The Great Economic Crisis of 2008 has blown the doors off every sector of the economy and the government has selectively bailed out insurers, bankers and auto makers, so no one can blame industry leaders in other sectors from giving it the old college try.
Take BioTech for example. The sector has been soundly thrashed, especially the little guys. In fact BIO, a trade group reports that 33% of the 370 publicly traded US BioTech companies have less than 6 months’ cash on hand—twice as many as last year.
Whew, so last week BioTech executives had their day with Congress.
They proposed a deal: if you give us cash now, we won’t take our tax credits when we become profitable (when and if, they should say). And there’d be a cap, say $30 million, on the cash a single firm receives.

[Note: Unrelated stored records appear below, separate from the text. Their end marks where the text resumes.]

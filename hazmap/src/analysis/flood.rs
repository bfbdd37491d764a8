//! River-buffer flood analyses.

use geojson::FeatureCollection;
use serde::Serialize;
use serde_json::json;

use crate::error::Result;
use crate::exposure::{features_within, overlap_percentage};
use crate::geojson::{collection, layer_feature, layer_feature_with, round_to, zone_feature};
use crate::params::{positive, QueryParams, RainfallIntensity, UnitType};
use crate::store::SpatialStore;
use crate::zone::{buffer_union, HazardZone};

/// Parameters of the flash-flood warning.
#[derive(Debug, Clone, Copy, PartialEq)]
pub struct FlashFloodParams {
    pub rainfall_intensity: RainfallIntensity,
    /// Base buffer distance in meters, before the rainfall multiplier.
    pub buffer_distance_meters: f64,
}

impl Default for FlashFloodParams {
    fn default() -> Self {
        Self {
            rainfall_intensity: RainfallIntensity::Medium,
            buffer_distance_meters: 500.0,
        }
    }
}

impl FlashFloodParams {
    pub fn from_query(query: &QueryParams) -> Result<Self> {
        let defaults = Self::default();
        Ok(Self {
            rainfall_intensity: query.parse_or("rainfall_intensity", defaults.rainfall_intensity)?,
            buffer_distance_meters: query
                .f64_or("buffer_distance_meters", defaults.buffer_distance_meters)?,
        })
    }

    /// Buffer distance after applying the rainfall multiplier.
    pub fn effective_buffer_m(&self) -> f64 {
        self.buffer_distance_meters * self.rainfall_intensity.multiplier()
    }
}

/// Flash-flood risk zones and what they reach.
#[derive(Debug, Clone, Serialize)]
pub struct FlashFloodWarning {
    pub flood_risk_zones: FeatureCollection,
    pub affected_settlements: FeatureCollection,
    pub affected_roads: FeatureCollection,
    pub simulated_rainfall_intensity: String,
}

/// Buffer every river by the rainfall-scaled distance and report the
/// settlements and roads the dissolved zone touches.
///
/// # Errors
///
/// Returns a validation error when the base buffer distance is not positive.
pub fn flash_flood_warning(
    store: &SpatialStore,
    params: &FlashFloodParams,
) -> Result<FlashFloodWarning> {
    positive("Buffer distance", params.buffer_distance_meters)?;
    let distance = params.effective_buffer_m();
    let zone = river_zone(store, distance)?;

    let zones = if zone.is_empty() {
        Vec::new()
    } else {
        vec![zone_feature(
            &zone,
            json!({
                "type": "Flood Risk Zone",
                "buffer_m": distance,
                "rainfall_intensity": params.rainfall_intensity.to_string(),
            }),
        )]
    };
    let settlements = features_within(&zone.metric, &store.settlements)
        .into_iter()
        .map(layer_feature)
        .collect();
    let roads = features_within(&zone.metric, &store.roads)
        .into_iter()
        .map(layer_feature)
        .collect();

    tracing::debug!(
        buffer_m = distance,
        rainfall = %params.rainfall_intensity,
        "Flash flood zone built"
    );

    Ok(FlashFloodWarning {
        flood_risk_zones: collection(zones),
        affected_settlements: collection(settlements),
        affected_roads: collection(roads),
        simulated_rainfall_intensity: params.rainfall_intensity.to_string(),
    })
}

/// Parameters of the flood-exposure analysis.
#[derive(Debug, Clone, Copy, PartialEq)]
pub struct FloodExposureParams {
    pub buffer_distance_meters: f64,
    pub unit_type: UnitType,
}

impl Default for FloodExposureParams {
    fn default() -> Self {
        Self {
            buffer_distance_meters: 250.0,
            unit_type: UnitType::Settlement,
        }
    }
}

impl FloodExposureParams {
    pub fn from_query(query: &QueryParams) -> Result<Self> {
        let defaults = Self::default();
        Ok(Self {
            buffer_distance_meters: query
                .positive_f64_or("buffer_distance_meters", defaults.buffer_distance_meters)?,
            unit_type: query.parse_or("unit_type", defaults.unit_type)?,
        })
    }
}

/// River buffers and the units inside them.
#[derive(Debug, Clone, Serialize)]
pub struct FloodExposure {
    pub flood_buffers: FeatureCollection,
    pub affected_features: FeatureCollection,
}

/// Settlements or local units touched by the dissolved river buffer. Local
/// units also report what share of their area is inside it.
pub fn flood_exposure(store: &SpatialStore, params: &FloodExposureParams) -> Result<FloodExposure> {
    let zone = river_zone(store, params.buffer_distance_meters)?;
    let buffers = if zone.is_empty() {
        Vec::new()
    } else {
        vec![zone_feature(
            &zone,
            json!({"type": "River Buffer", "buffer_m": params.buffer_distance_meters}),
        )]
    };

    let affected = match params.unit_type {
        UnitType::Settlement => features_within(&zone.metric, &store.settlements)
            .into_iter()
            .map(layer_feature)
            .collect(),
        UnitType::LocalUnit => features_within(&zone.metric, &store.local_units)
            .into_iter()
            .map(|unit| {
                let pct = overlap_percentage(&unit.metric, &zone.metric);
                layer_feature_with(unit, json!({"percentage_affected": round_to(pct, 2)}))
            })
            .collect(),
    };

    Ok(FloodExposure {
        flood_buffers: collection(buffers),
        affected_features: collection(affected),
    })
}

fn river_zone(store: &SpatialStore, distance_m: f64) -> Result<HazardZone> {
    buffer_union(
        store.projector(),
        store.rivers.iter().map(|r| &r.metric),
        distance_m,
    )
}

#[cfg(test)]
mod tests {
    use super::*;
    use crate::analysis::fixtures::valley;
    use crate::error::HazardError;
    use crate::projection::Projector;

    fn fids(fc: &FeatureCollection) -> Vec<i64> {
        fc.features
            .iter()
            .map(|f| f.property("fid").and_then(|v| v.as_i64()).unwrap())
            .collect()
    }

    #[test]
    fn test_high_rainfall_scales_buffer() {
        let params = FlashFloodParams {
            rainfall_intensity: RainfallIntensity::High,
            buffer_distance_meters: 500.0,
        };
        assert_eq!(params.effective_buffer_m(), 750.0);

        let store = valley();
        let warning = flash_flood_warning(&store, &params).unwrap();
        assert_eq!(fids(&warning.affected_settlements), vec![1, 2]);
        assert_eq!(fids(&warning.affected_roads), vec![10]);
        assert_eq!(warning.simulated_rainfall_intensity, "high");

        let zone = &warning.flood_risk_zones.features[0];
        assert_eq!(zone.property("buffer_m").unwrap(), 750.0);
        assert_eq!(zone.property("type").unwrap(), "Flood Risk Zone");
    }

    #[test]
    fn test_medium_rainfall_excludes_far_settlement() {
        let store = valley();
        let warning = flash_flood_warning(&store, &FlashFloodParams::default()).unwrap();
        assert_eq!(fids(&warning.affected_settlements), vec![1]);
    }

    #[test]
    fn test_non_positive_buffer_rejected() {
        let store = valley();
        let params = FlashFloodParams {
            buffer_distance_meters: 0.0,
            ..FlashFloodParams::default()
        };
        assert!(matches!(
            flash_flood_warning(&store, &params),
            Err(HazardError::Validation(_))
        ));
    }

    #[test]
    fn test_flash_flood_without_rivers() {
        let store = SpatialStore::in_memory(Projector::utm45n().unwrap());
        let warning = flash_flood_warning(&store, &FlashFloodParams::default()).unwrap();
        assert!(warning.flood_risk_zones.features.is_empty());
        assert!(warning.affected_settlements.features.is_empty());
    }

    #[test]
    fn test_params_from_query() {
        let query: QueryParams = [("rainfall_intensity", "HIGH"), ("buffer_distance_meters", "200")]
            .into_iter()
            .collect();
        let params = FlashFloodParams::from_query(&query).unwrap();
        assert_eq!(params.rainfall_intensity, RainfallIntensity::High);
        assert_eq!(params.effective_buffer_m(), 300.0);

        let bad: QueryParams = [("rainfall_intensity", "torrential")].into_iter().collect();
        assert!(FlashFloodParams::from_query(&bad).is_err());
    }

    #[test]
    fn test_flood_exposure_local_unit_percentage() {
        let store = valley();
        let params = FloodExposureParams {
            buffer_distance_meters: 250.0,
            unit_type: UnitType::LocalUnit,
        };
        let exposure = flood_exposure(&store, &params).unwrap();
        assert_eq!(fids(&exposure.affected_features), vec![100]);

        let pct = exposure.affected_features.features[0]
            .property("percentage_affected")
            .and_then(|v| v.as_f64())
            .unwrap();
        // A 500 m wide band across a unit about 4.4 km tall.
        assert!(pct > 5.0 && pct < 20.0, "percentage {pct}");

        let buffer = &exposure.flood_buffers.features[0];
        assert_eq!(buffer.property("type").unwrap(), "River Buffer");
    }

    #[test]
    fn test_flood_exposure_settlements() {
        let store = valley();
        let exposure = flood_exposure(&store, &FloodExposureParams::default()).unwrap();
        assert_eq!(fids(&exposure.affected_features), vec![1]);
    }
}
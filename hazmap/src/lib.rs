//! # hazmap - Hazard Exposure Analysis
//!
//! Spatial analyses for disaster-risk work over a fixed set of GIS layers:
//! rivers, roads, settlements, administrative boundaries, fire detections and
//! shelters. Layers are GeoJSON files loaded once into memory and indexed with
//! an R-tree.
//!
//! ## Features
//!
//! - **Metric geometry**: every buffer, distance, length and area is computed
//!   in a projected CRS (UTM 45N by default), never in degrees
//! - **Hazard zones**: single, dissolved and tiered buffers
//! - **Exposure**: intersection, proximity, nearest-feature and overlap tests
//! - **GeoJSON out**: results serialize straight into response bodies
//!
//! ## Quick Start
//!
//! ```ignore
//! use hazmap::analysis::{flash_flood_warning, FlashFloodParams};
//! use hazmap::params::RainfallIntensity;
//! use hazmap::SpatialStoreBuilder;
//!
//! let store = SpatialStoreBuilder::new("/data/nepal").build()?;
//! let warning = flash_flood_warning(
//!     &store,
//!     &FlashFloodParams {
//!         rainfall_intensity: RainfallIntensity::High,
//!         buffer_distance_meters: 500.0,
//!     },
//! )?;
//! println!("{} settlements at risk", warning.affected_settlements.features.len());
//! ```
//!
//! ## Layer Files
//!
//! The store reads `<layer>.geojson` from its data directory, one
//! FeatureCollection per layer, coordinates in WGS84 lon/lat. Each feature
//! needs an integer `fid` property or feature `id`. Missing files load as empty
//! layers.

pub mod analysis;
pub mod classify;
pub mod error;
pub mod exposure;
pub mod geojson;
pub mod layer;
pub mod params;
pub mod projection;
pub mod records;
pub mod store;
pub mod zone;

// Re-export main types at crate root for convenience
pub use error::{HazardError, Result};
pub use layer::{Feature, Layer};
pub use params::QueryParams;
pub use projection::{Geographic, Projected, Projector, UTM_45N};
pub use store::{LayerSummary, SpatialStore, SpatialStoreBuilder, LAYER_NAMES};
pub use zone::HazardZone;
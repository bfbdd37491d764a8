//! River morphology: steepness, confluences and sinuosity.

use geo::line_intersection::{line_intersection, LineIntersection};
use geo::{Coord, Distance, Euclidean, Geometry, Line, Point};
use geojson::FeatureCollection;
use serde::Serialize;
use serde_json::json;

use crate::classify::{classify_sinuosity, classify_steepness};
use crate::error::{HazardError, Result};
use crate::exposure::{features_within, line_length, ExposureSet};
use crate::geojson::{collection, feature, geometry, object, round_to};
use crate::layer::Feature;
use crate::params::{MorphologyAnalysis, QueryParams};
use crate::projection::Projected;
use crate::records::River;
use crate::store::SpatialStore;
use crate::zone::buffer_projected;

/// Search radius around a river's endpoints for joining rivers.
const CONFLUENCE_SEARCH_M: f64 = 10.0;

/// Channel length per meter of simulated elevation drop.
const SIMULATED_RUN_PER_DROP_M: f64 = 1_000.0;

/// Parameters of a morphology query.
#[derive(Debug, Clone, Copy, PartialEq, Eq)]
pub struct MorphologyParams {
    pub river_fid: i64,
    pub analysis_type: MorphologyAnalysis,
}

impl MorphologyParams {
    pub fn from_query(query: &QueryParams) -> Result<Self> {
        Ok(Self {
            river_fid: query.required_fid("river_fid", "River FID is required.")?,
            analysis_type: query.parse_or("analysis_type", MorphologyAnalysis::Steepness)?,
        })
    }
}

#[derive(Debug, Clone, Serialize)]
pub struct MorphologyResult {
    pub morphology_features: FeatureCollection,
}

/// Run one morphology measure over a river.
pub fn river_morphology(store: &SpatialStore, params: &MorphologyParams) -> Result<MorphologyResult> {
    let river = store.rivers.get(params.river_fid).ok_or_else(|| {
        HazardError::NotFound("Selected river not found or has no geometry.".to_string())
    })?;

    let features = match params.analysis_type {
        MorphologyAnalysis::Steepness => vec![steepness(river)],
        MorphologyAnalysis::Confluence => confluences(store, river)?,
        MorphologyAnalysis::Sinuosity => vec![sinuosity(river)?],
    };
    Ok(MorphologyResult {
        morphology_features: collection(features),
    })
}

/// Placeholder gradient: a fixed drop per meter, so every river with length
/// has the same ratio. There is no elevation data behind it.
fn steepness(river: &Feature<River>) -> geojson::Feature {
    let length_m = line_length(&river.metric);
    let ratio = steepness_ratio(length_m);
    feature(
        Some(geometry(&river.geometry.0)),
        object(json!({
            "analysis_type": "steepness",
            "river_fid": river.fid,
            "river_length_m": round_to(length_m, 2),
            "simulated_steepness_ratio": round_to(ratio, 4),
            "steepness_category": classify_steepness(ratio),
        })),
    )
}

/// Unrounded drop / length; 0 for a zero-length river.
fn steepness_ratio(length_m: f64) -> f64 {
    if length_m > 0.0 {
        (length_m / SIMULATED_RUN_PER_DROP_M) / length_m
    } else {
        0.0
    }
}

fn sinuosity(river: &Feature<River>) -> Result<geojson::Feature> {
    let length_m = line_length(&river.metric);
    let (start, end) = endpoints(&river.metric.0)
        .ok_or_else(|| HazardError::geometry(format!("river {} is not a line", river.fid)))?;
    let straight_m = Euclidean.distance(Point::from(start), Point::from(end));
    let ratio = if straight_m > 0.0 { length_m / straight_m } else { 1.0 };
    Ok(feature(
        Some(geometry(&river.geometry.0)),
        object(json!({
            "analysis_type": "sinuosity",
            "river_fid": river.fid,
            "river_length_m": round_to(length_m, 2),
            "straight_line_distance_m": round_to(straight_m, 2),
            "sinuosity_ratio": round_to(ratio, 2),
            "sinuosity_category": classify_sinuosity(ratio),
        })),
    ))
}

/// Points where the river crosses other rivers that come within
/// [`CONFLUENCE_SEARCH_M`] of its start or end.
fn confluences(store: &SpatialStore, river: &Feature<River>) -> Result<Vec<geojson::Feature>> {
    let (start, end) = endpoints(&river.metric.0)
        .ok_or_else(|| HazardError::geometry(format!("river {} is not a line", river.fid)))?;

    let mut joining = ExposureSet::new();
    for endpoint in [start, end] {
        let probe = Projected(Geometry::Point(Point::from(endpoint)));
        let zone = buffer_projected(store.projector(), &probe, CONFLUENCE_SEARCH_M)?;
        joining.extend(
            features_within(&zone.metric, &store.rivers)
                .into_iter()
                .filter(|other| other.fid != river.fid),
        );
    }

    let mut features = Vec::new();
    for other in joining.into_vec() {
        for point in crossings(&river.geometry.0, &other.geometry.0) {
            features.push(feature(
                Some(geometry(&Geometry::Point(point))),
                object(json!({
                    "analysis_type": "confluence",
                    "river_fid": river.fid,
                    "joining_river_fid": other.fid,
                    "description": "Confluence Point",
                })),
            ));
        }
    }
    Ok(features)
}

/// First vertex of the first part and last vertex of the last part.
fn endpoints(geometry: &Geometry<f64>) -> Option<(Coord<f64>, Coord<f64>)> {
    match geometry {
        Geometry::Line(l) => Some((l.start, l.end)),
        Geometry::LineString(ls) => Some((*ls.0.first()?, *ls.0.last()?)),
        Geometry::MultiLineString(mls) => {
            let first = mls.0.iter().find_map(|ls| ls.0.first())?;
            let last = mls.0.iter().rev().find_map(|ls| ls.0.last())?;
            Some((*first, *last))
        }
        _ => None,
    }
}

fn segments(geometry: &Geometry<f64>) -> Vec<Line<f64>> {
    match geometry {
        Geometry::Line(l) => vec![*l],
        Geometry::LineString(ls) => ls.lines().collect(),
        Geometry::MultiLineString(mls) => mls.0.iter().flat_map(|ls| ls.lines()).collect(),
        _ => Vec::new(),
    }
}

/// Single-point intersections between two linear geometries, without
/// repeats. Overlapping collinear stretches are not reported.
fn crossings(a: &Geometry<f64>, b: &Geometry<f64>) -> Vec<Point<f64>> {
    let b_segments = segments(b);
    let mut points: Vec<Point<f64>> = Vec::new();
    for sa in segments(a) {
        for sb in &b_segments {
            if let Some(LineIntersection::SinglePoint { intersection, .. }) =
                line_intersection(sa, *sb)
            {
                let p = Point::from(intersection);
                if !points.contains(&p) {
                    points.push(p);
                }
            }
        }
    }
    points
}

Ahem. How in the heck is Congress going to assess all that risk, or are are these people also proposing a built-in BioTech Czar?
Actually, it may be a good deal, but Congress has to weigh it against proposals from other sectors. And for all the bluster, BioTech is small. Only 200,000 people are at risk.
In its defense, CombinatoRx chief exec Alexis Borisy told the New York Times BioTech is “one of the few places where the US is the undisputed leader of the world.”
The plan has at least one ally in Rep. Allyson Schwartz (D-Penna.) who wants to include the proposal in the Big O’s stimulus package. “Innovation and technology are growth areas for American businesses and American workers and should be part of this package,” she told the Times.
Schwartz’ district is home to several BioTech and Big Pharma offices.